# Check out this Ass!



## Arnold (Mar 8, 2011)




----------



## awhites1 (Mar 8, 2011)

is that an anybody or just some random you spotted at expo?


----------



## GetSwole75 (Mar 8, 2011)

Either she is black or she has some butt implants!!


----------



## awhites1 (Mar 8, 2011)

GetSwole75 said:


> Either she is black or she has some butt implants!!

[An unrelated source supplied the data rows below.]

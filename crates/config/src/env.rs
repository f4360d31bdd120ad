use std::collections::BTreeMap;

use crate::ResolveError;

/// Snapshot of the process environment.
///
/// Resolution only ever reads from a snapshot, so it can be driven from tests
/// with a literal map instead of mutating the real process environment.
#[derive(Debug, Clone, Default, PartialEq, Eq)]
pub struct Environment {
    vars: BTreeMap<String, String>,
}

impl Environment {
    pub fn new() -> Self {
        Self::default()
    }

    /// Capture the current process environment.
    ///
    /// Entries whose key or value is not valid UTF-8 are skipped.
    pub fn from_process() -> Self {
        std::env::vars_os()
            .filter_map(|(k, v)| Some((k.into_string().ok()?, v.into_string().ok()?)))
            .collect()
    }

    pub fn with(mut self, key: impl Into<String>, value: impl Into<String>) -> Self {
        self.vars.insert(key.into(), value.into());
        self
    }

    /// Look up a variable, treating blank values as unset.
    pub fn get(&self, key: &str) -> Option<&str> {
        self.vars
            .get(key)
            .map(|v| v.trim())
            .filter(|v| !v.is_empty())
    }

    pub fn require(&self, key: &str) -> Result<&str, ResolveError> {
        self.get(key).ok_or_else(|| ResolveError::missing(key))
    }

    /// Interpret a variable as a boolean switch.
    ///
    /// Any non-blank value turns the switch on except the explicit
    /// `0`, `false`, `no` and `off`.
    pub fn flag(&self, key: &str) -> bool {
        let Some(value) = self.get(key) else {
            return false;
        };
        !matches!(
            value.to_ascii_lowercase().as_str(),
            "0" | "false" | "no" | "off"
        )
    }

    pub fn len(&self) -> usize {
        self.vars.len()
    }

    pub fn is_empty(&self) -> bool {
        self.vars.is_empty()
    }
}

impl<K: Into<String>, V: Into<String>> FromIterator<(K, V)> for Environment {
    fn from_iter<I: IntoIterator<Item = (K, V)>>(iter: I) -> Self {
        let vars = iter
            .into_iter()
            .map(|(k, v)| (k.into(), v.into()))
            .collect();
        Self { vars }
    }
}

#[cfg(test)]
mod test {
    use super::*;

    #[test]
    fn get_missing() {
        let env = Environment::new();
        assert_eq!(env.get("BRANCH"), None);
    }

    #[test]
    fn get_blank_is_unset() {
        let env = Environment::new().with("BRANCH", "   ");
        assert_eq!(env.get("BRANCH"), None);
    }

    #[test]
    fn get_trims() {
        let env = Environment::new().with("BRANCH", " main\n");
        assert_eq!(env.get("BRANCH"), Some("main"));
    }

    #[test]
    fn require_reports_name() {
        let env = Environment::new();
        match env.require("DEPLOY_PRIME_URL") {
            Err(ResolveError::MissingEnvironmentVariable { name }) => {
                assert_eq!(name, "DEPLOY_PRIME_URL");
            }
            other => panic!("unexpected: {other:?}"),
        }
    }

    #[test]
    fn flag_truthy() {
        for value in ["1", "true", "TRUE", "Yes", "on", " true ", "enabled"] {
            let env = Environment::new().with("NETLIFY", value);
            assert!(env.flag("NETLIFY"), "{value:?}");
        }
    }

    #[test]
    fn flag_falsy() {
        for value in ["", "  ", "0", "false", "False", " OFF ", "no", "off"] {
            let env = Environment::new().with("NETLIFY", value);
            assert!(!env.flag("NETLIFY"), "{value:?}");
        }
        assert!(!Environment::new().flag("NETLIFY"));
    }

    #[test]
    fn from_iter_last_wins() {
        let env: Environment = [("BRANCH", "dev"), ("BRANCH", "main")].into_iter().collect();
        assert_eq!(env.len(), 1);
        assert_eq!(env.get("BRANCH"), Some("main"));
    }
}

i swear i was gonna mention butt implants but yeah i was thinking that too


----------



## Imosted (Mar 8, 2011)




----------



## ManInBlack (Mar 8, 2011)

when i looked at those pictures this is exactly what i said "damn!.....fuck!" thats an ass right there boys

Id bury my face in there and take a nice long nap


----------



## REDDOG309 (Mar 8, 2011)

You better be very thick skinned or one big mofo to be sporting that thing on your arm.


----------



## ManInBlack (Mar 8, 2011)

REDDOG309 said:


> You better be very thick skinned or one big mofo to be sporting that thing on your arm.


 
That my friend is definitely a true statement. If i walked in with that bitch everyone would be scratching their heads.


----------



## theBIGness (Mar 8, 2011)

i saw this girl it was at Europa show in Orlando and YES THAT IS ASS IMPLANTS.


----------



## oufinny (Mar 8, 2011)

Implants or not, I would love to give that ass a run for its money.  Motor boat that shit!!!!


----------



## juggernaut (Mar 8, 2011)

she looks like she shot synthol into her asscheeks


----------



## SFW (Mar 8, 2011)

ive seen this bitch. Its silicone implants. A lot of transgender types do this. Ask mino.


----------



## damage (Mar 8, 2011)

ass implants FTL.

I know a girl with an ass like that. A bit smaller but still very impressive.


----------



## SloppyJ (Mar 8, 2011)

Shit, I'd only get my dick wet every 2 pumps.


----------



## ManInBlack (Mar 8, 2011)

SloppyJ said:


> Shit, I'd only get my dick wet every 2 pumps.


 
lol, we are in the same boat brother


----------



## HITS#17VC (Mar 8, 2011)

Is she retaining water in her ass???


----------



## mich29 (Mar 8, 2011)

talkin from experience once your with a girl with a booty like that.you cannot go back to flat ever.trust me.


----------



## HialeahChico305 (Mar 8, 2011)

Prince said:


>



ass implants are turn offs. that top pic her ass looks distorted , thumbs down for the insecure biatch.


----------



## 2B1 (Mar 8, 2011)

Prince said:


>



Is the dude to the left of the ass cheeks sporting a European shoulder bag...?


----------



## BigBlackGuy (Mar 8, 2011)

2B1 said:


> Is the dude to the left of the ass cheeks sporting a European shoulder bag...?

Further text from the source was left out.